Draghi si trova di fronte a una sfida che complica il suo rebus, articolata in quattro punti: dover distribuire le risorse sulla scia di pressioni politiche legate a una coalizione molto più ampia e diversificata di quella del Conte II; garantire il coordinamento tra i ministri tecnici chiamati a blindare il piano e le forze presenti in Parlamento; avviare speditamente le riforme chieste dall’Ue in contropartita; garantire coperture sostenibili sia sul fronte dell’assegnazione vincolata dei fondi (37% transizione ecologica, 20% digitale) che su quello della localizzazione geografica dei piani.

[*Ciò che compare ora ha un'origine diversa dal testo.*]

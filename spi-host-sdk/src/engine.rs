//! Transaction engine
//!
//! One [`Peripheral`] record per SPI host instance holds the runtime state
//! of its transaction. The main context launches a transaction and the
//! interrupt path drives it forward:
//!
//! ```text
//! launch ──► issue segment 0 ──► READY ──► issue segment n ...
//!                                  │
//!            TXWM ──► refill TX    │ no segments left and IDLE
//!            RXWM ──► drain RX     ▼
//!                               complete ──► on_done / park ──► Init
//!
//!            ERROR ──► abort ──► on_error / park ──► Init
//! ```

#[cfg(feature = "defmt")]
use defmt::{debug, trace, warn};

use spi_host_core::config::SdkConfig;
use spi_host_core::{PeripheralId, SpiState, StateEvent};
use spi_host_driver::{Command, ConfigOpts, DriverError, Events, HwErrors, SpiHost};
use spi_host_hal::{SpiHostRegs, Spin};

use crate::error::{SdkError, TransferError};
use crate::handle::Spi;
use crate::transaction::{Buffers, Callbacks, Completion, Cursors, Transaction};

#[cfg(not(feature = "defmt"))]
macro_rules! warn {
    ($($arg:tt)*) => {{}};
}

#[cfg(not(feature = "defmt"))]
macro_rules! debug {
    ($($arg:tt)*) => {{}};
}

#[cfg(not(feature = "defmt"))]
macro_rules! trace {
    ($($arg:tt)*) => {{}};
}

/// Events the engine listens to while a transaction runs
pub const TXN_EVENTS: Events = Events::IDLE
    .union(Events::READY)
    .union(Events::TXWM)
    .union(Events::RXWM);

/// Diagnostic snapshot of a peripheral's runtime record
#[derive(Debug, Clone, Copy, PartialEq, Eq)]
#[cfg_attr(feature = "defmt", derive(defmt::Format))]
pub struct Runtime {
    pub state: SpiState,
    pub cursors: Cursors,
    /// Segments in the running transaction (0 when idle)
    pub segments: usize,
    /// A finished transaction is waiting in [`take_completion`](crate::SpiSdk::take_completion)
    pub completion_parked: bool,
}

/// Runtime record of one SPI host instance
pub struct Peripheral<R> {
    id: PeripheralId,
    host: SpiHost<R>,
    state: SpiState,
    txn: Option<Transaction>,
    cursors: Cursors,
    callbacks: Callbacks,
    completion: Option<Completion>,
}

impl<R: SpiHostRegs> Peripheral<R> {
    pub fn new(id: PeripheralId, host: SpiHost<R>) -> Self {
        Self {
            id,
            host,
            state: SpiState::None,
            txn: None,
            cursors: Cursors::default(),
            callbacks: Callbacks::NONE,
            completion: None,
        }
    }

    pub fn id(&self) -> PeripheralId {
        self.id
    }

    pub fn host(&self) -> &SpiHost<R> {
        &self.host
    }

    pub fn state(&self) -> SpiState {
        self.state
    }

    pub fn runtime(&self) -> Runtime {
        Runtime {
            state: self.state,
            cursors: self.cursors,
            segments: self.txn.as_ref().map_or(0, |t| t.segments.len()),
            completion_parked: self.completion.is_some(),
        }
    }

    pub fn take_completion(&mut self) -> Option<Completion> {
        self.completion.take()
    }

    pub(crate) fn apply(&mut self, event: StateEvent) {
        self.state = self.state.transition(event);
    }

    /// Program CONFIGOPTS and CSID for the handle's slave
    ///
    /// Registers that already hold the wanted values are not rewritten.
    pub(crate) fn set_slave(&self, spi: &Spi) -> Result<(), SdkError> {
        if self.host.is_active() {
            warn!("spi {}: not idle, slave config refused", self.id);
            return Err(SdkError::NotIdle);
        }
        let slave = spi.slave();
        let csid = slave.csid as u32;
        let opts = ConfigOpts::from_slave(&slave, spi.divider());

        let current = self.host.configopts(csid).map_err(slave_error)?;
        if current != opts {
            debug!("spi {}: configopts[{}] = {=u32:#x}", self.id, csid, opts.to_word());
            self.host.set_configopts(csid, &opts).map_err(slave_error)?;
        }
        if self.host.csid() != csid {
            self.host.set_csid(csid).map_err(slave_error)?;
        }
        Ok(())
    }

    /// Start `txn`; caller has checked the state and validated the transaction
    ///
    /// A refusal before the first segment reaches the hardware hands the
    /// buffers back and leaves the peripheral in Init.
    pub(crate) fn launch(
        &mut self,
        config: &SdkConfig,
        txn: Transaction,
        callbacks: Callbacks,
    ) -> Result<(), TransferError> {
        let params = *self.host.params();
        let setup = self
            .host
            .set_tx_watermark(config.tx_watermark(&params))
            .and_then(|_| self.host.set_rx_watermark(config.rx_watermark(&params)))
            .and_then(|_| self.host.set_events_enabled(TXN_EVENTS, true));
        if let Err(e) = setup {
            return Err(TransferError::new(e.into(), txn.buffers));
        }

        self.apply(StateEvent::Launched);
        self.txn = Some(txn);
        self.callbacks = callbacks;
        self.cursors = Cursors::default();

        self.fill_tx();
        self.host.enable_event_intr(true);
        self.host.wait_for_ready(&mut Spin);

        if let Err(e) = self.issue_next() {
            if !e.is_transient() {
                warn!("spi {}: first segment refused: {}", self.id, e);
                self.quiesce();
                self.apply(StateEvent::Aborted);
                let buffers = self.reset();
                self.apply(StateEvent::Settled);
                return Err(TransferError::new(e.into(), buffers));
            }
            // A full queue is retried on the next READY
            trace!("spi {}: first segment deferred: {}", self.id, e);
        }
        debug!(
            "spi {}: launched {} segment(s)",
            self.id,
            self.txn.as_ref().map_or(0, |t| t.segments.len())
        );
        Ok(())
    }

    /// Issue the segment under the cursor
    ///
    /// The cursor only advances once the driver accepted the command.
    fn issue_next(&mut self) -> Result<(), DriverError> {
        let Some(txn) = self.txn.as_ref() else {
            return Ok(());
        };
        let index = self.cursors.segment;
        let Some(segment) = txn.segments.get(index) else {
            return Ok(());
        };
        let command = Command::from_segment(segment, index + 1 < txn.segments.len());
        self.host.set_command(&command)?;
        self.cursors.segment += 1;
        Ok(())
    }

    /// Push TX words until the FIFO is full or the buffer is consumed
    fn fill_tx(&mut self) {
        let Self {
            host, txn, cursors, ..
        } = self;
        let Some(buffers) = txn.as_ref().map(|t| &t.buffers) else {
            return;
        };
        let Some(tx) = buffers.tx.as_deref() else {
            return;
        };
        while cursors.tx_word < buffers.tx_len {
            let Some(&word) = tx.get(cursors.tx_word as usize) else {
                break;
            };
            if host.write_word(word).is_err() {
                break;
            }
            cursors.tx_word += 1;
        }
    }

    /// Pull RX words until the FIFO is empty or the buffer is full
    fn empty_rx(&mut self) {
        let Self {
            host, txn, cursors, ..
        } = self;
        let Some(buffers) = txn.as_mut().map(|t| &mut t.buffers) else {
            return;
        };
        let rx_len = buffers.rx_len;
        let Some(rx) = buffers.rx.as_deref_mut() else {
            return;
        };
        while cursors.rx_word < rx_len {
            let Some(slot) = rx.get_mut(cursors.rx_word as usize) else {
                break;
            };
            match host.read_word() {
                Ok(word) => *slot = word,
                Err(_) => break,
            }
            cursors.rx_word += 1;
        }
    }

    fn quiesce(&self) {
        self.host.disable_events();
        self.host.enable_event_intr(false);
    }

    fn reset(&mut self) -> Buffers {
        self.cursors = Cursors::default();
        self.callbacks = Callbacks::NONE;
        self.txn.take().map(|t| t.buffers).unwrap_or_default()
    }

    /// Event interrupt entry point
    pub fn on_event(&mut self, events: Events) {
        if !self.state.is_busy() {
            trace!("spi {}: event {} ignored in {}", self.id, events, self.state);
            return;
        }
        let seglen = self.txn.as_ref().map_or(0, |t| t.segments.len());

        if events.contains(Events::READY) {
            if self.cursors.segment < seglen {
                if let Err(e) = self.issue_next() {
                    if !e.is_transient() {
                        warn!("spi {}: segment {} refused: {}", self.id, self.cursors.segment, e);
                        self.abort(HwErrors::CMDINVAL);
                        return;
                    }
                    trace!("spi {}: segment {} deferred: {}", self.id, self.cursors.segment, e);
                }
            } else if events.contains(Events::IDLE) {
                self.complete();
                return;
            }
        }
        if events.contains(Events::TXWM) {
            self.fill_tx();
            if let (Some(cb), Some(txn)) = (self.callbacks.on_tx_watermark, self.txn.as_ref()) {
                cb(self.id, &txn.buffers, self.cursors);
            }
        }
        if events.contains(Events::RXWM) {
            self.empty_rx();
            if let (Some(cb), Some(txn)) = (self.callbacks.on_rx_watermark, self.txn.as_ref()) {
                cb(self.id, &txn.buffers, self.cursors);
            }
        }
    }

    fn complete(&mut self) {
        self.quiesce();
        self.empty_rx();
        self.apply(StateEvent::Completed);
        debug!("spi {}: done, {} rx word(s)", self.id, self.cursors.rx_word);

        let on_done = self.callbacks.on_done;
        let buffers = self.reset();
        match on_done {
            Some(cb) => cb(self.id, buffers),
            None => {
                self.completion = Some(Completion {
                    outcome: Ok(()),
                    buffers,
                })
            }
        }
        self.apply(StateEvent::Settled);
    }

    /// Error interrupt entry point
    pub fn on_error(&mut self, errors: HwErrors) {
        if !self.state.is_busy() {
            trace!("spi {}: error {} ignored in {}", self.id, errors, self.state);
            return;
        }
        self.abort(errors);
    }

    /// Stop the running transaction and report `errors` with its buffers
    fn abort(&mut self, errors: HwErrors) {
        warn!("spi {}: aborted by {}", self.id, errors);
        self.quiesce();
        self.apply(StateEvent::Aborted);

        let on_error = self.callbacks.on_error;
        let buffers = self.reset();
        match on_error {
            Some(cb) => cb(self.id, errors, buffers),
            None => {
                self.completion = Some(Completion {
                    outcome: Err(errors),
                    buffers,
                })
            }
        }
        self.apply(StateEvent::Settled);
    }
}

fn slave_error(e: DriverError) -> SdkError {
    match e {
        DriverError::CsidInvalid => SdkError::SlaveCsidInvalid,
        other => SdkError::Driver(other),
    }
}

Il coordinamento tra partiti, riforme e governo è già garantito permettendo a diversi esponenti politici di affiancare i ministri indipendenti sul fronte dei piani industriali (Giancarlo Giorgetti), delle riforme (Renato Brunetta) o della negoziazione con le parti sociali (Andrea Orlando); più complesso sarà garantire uniformità al processo applicativo e risolvere le difformità territoriali. Se progetti come quelli dei ministri Cingolani (Transizione ecologica) e Colao (digitale) possono garantire uniformità e applicazioni trasversali tra varie aree del Paese, Giovannini chiamato a governare le Infrastrutture si trova di fronte al rebus di evitare eccessivi squilibri. Mara Carfagna, ministro del Sud, ha proposto di destinare al Mezzogiorno il 40% delle risorse del Recovery e sarà difficile trovare la quadra tra lo stanziamento inizialmente previsto (34%), le richieste dei territori e la fame che il Sud ha soprattutto nel comparto infrastrutturale.

Perché il ritardo potrebbe non essere un problema

Italia Oggi paventa l’idea che un eventuale “buco” del Recovery nelle tempistiche possa apparire come un flop del governo Draghi. Il premier si trova però di fronte a uno scenario fortemente meno rigido di quello su cui Conte doveva, al di là dei suoi limiti, regolarsi. Non rispettare la scadenza del 30 aprile, ora come ora, non sarebbe un grandissimo danno, dato che non scatenerebbe una reazione da Bruxelles, men che meno procedure varie per quella che è una soft deadline. Dieci Paesi devono ancora ratificare il Recovery, uno (l’Olanda) si trova nelle negoziazioni per il nuovo governo, Roma ha cambiato esecutivo da due mesi e mezzo, fino ad oggi c’era la mina del giudizio della Corte costituzionale tedesca da disinnescare. Mancano inoltre certezze sulle nuove misure europee di auto-finanziamento (digital tax, carbon tax, tassa sulle transazioni finanziarie).

“Le aspettative europee più ottimistiche puntavano a ottenere il disco verde dagli Stati entro la stessa scadenza di presentazione dei piani a fine aprile, anche se poi seguirà una specie di ‘interregno’ di due mesi, il tempo che la Commissione Ue avrà a disposizione per l’esame dei progetti”, nota l’Huffington Post. L’Italia non deve quindi valutare eventuali ritardi rispetto a Paesi come Spagna, Grecia, Francia come decisivi. La negoziazione politica dovrà produrre frutti chiari per permettere a Roma la vittoria nella sfida chiave: l’applicazione concreta dei progetti, la definizione di road-map chiare e processi gestionali volti a garantire tempi certi per l’utilizzo dei fondi Ue. La vera sfida che Mario Draghi dovrà saper vincere.